**Information**

*** Begin section ***

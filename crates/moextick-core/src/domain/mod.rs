//! # Domain Models
//!
//! Typed MOEX records built from ISS rows.
//!
//! ## Models
//!
//! | Type | Description |
//! |------|-------------|
//! | [`Share`] | Share reference data with prices of the selected board |
//! | [`Bond`] | Bond reference data, price in percent of face value, yield |
//! | [`SearchResult`] | One hit of the instrument search |
//! | [`InstrumentType`] | Search filter (`share`, `bond`, `fund`) |
//! | [`InstrumentKind`] | Classification of a search hit |
//! | [`Ticker`] | Normalized security code |
//!
//! ## Coercion
//!
//! ISS cells are loosely typed. [`coerce`] turns them into exact values:
//! "no data" sentinels (`""`, `-`, `—`, `0000-00-00`) become `None`, never
//! an error, and numbers are parsed as [`rust_decimal::Decimal`] so derived
//! prices stay exact.
//!
//! Derived values such as [`Bond::price`] are computed on every call and
//! never stored.

pub mod coerce;

mod bond;
mod instrument_type;
mod search;
mod share;
mod ticker;

pub use bond::{Bond, BOND_PRICE_COLUMNS};
pub use instrument_type::{InstrumentKind, InstrumentType};
pub use search::SearchResult;
pub use share::{Share, SHARE_PRICE_COLUMNS};
pub use ticker::Ticker;

time::serde::format_description!(iso_date, Date, "[year]-[month]-[day]");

*** End section ***

**Task objective**
All the entries should be written out again precisely.

**Answer section**
filename crates/moextick-core/src/domain/mod.rs
//! # Domain Models
//!
//! Typed MOEX records built from ISS rows.
//!
//! ## Models
//!
//! | Type | Description |
//! |------|-------------|
//! | [`Share`] | Share reference data with prices of the selected board |
//! | [`Bond`] | Bond reference data, price in percent of face value, yield |
//! | [`SearchResult`] | One hit of the instrument search |
//! | [`InstrumentType`] | Search filter (`share`, `bond`, `fund`) |
//! | [`InstrumentKind`] | Classification of a search hit |
//! | [`Ticker`] | Normalized security code |
//!
//! ## Coercion
//!
//! ISS cells are loosely typed. [`coerce`] turns them into exact values:
//! "no data" sentinels (`""`, `-`, `—`, `0000-00-00`) become `None`, never
//! an error, and numbers are parsed as [`rust_decimal::Decimal`] so derived
//! prices stay exact.
//!
//! Derived values such as [`Bond::price`] are computed on every call and
//! never stored.

pub mod coerce;

mod bond;
mod instrument_type;
mod search;
mod share;
mod ticker;

pub use bond::{Bond, BOND_PRICE_COLUMNS};
pub use instrument_type::{InstrumentKind, InstrumentType};
pub use search::SearchResult;
pub use share::{Share, SHARE_PRICE_COLUMNS};
pub use ticker::Ticker;

time::serde::format_description!(iso_date, Date, "[year]-[month]-[day]");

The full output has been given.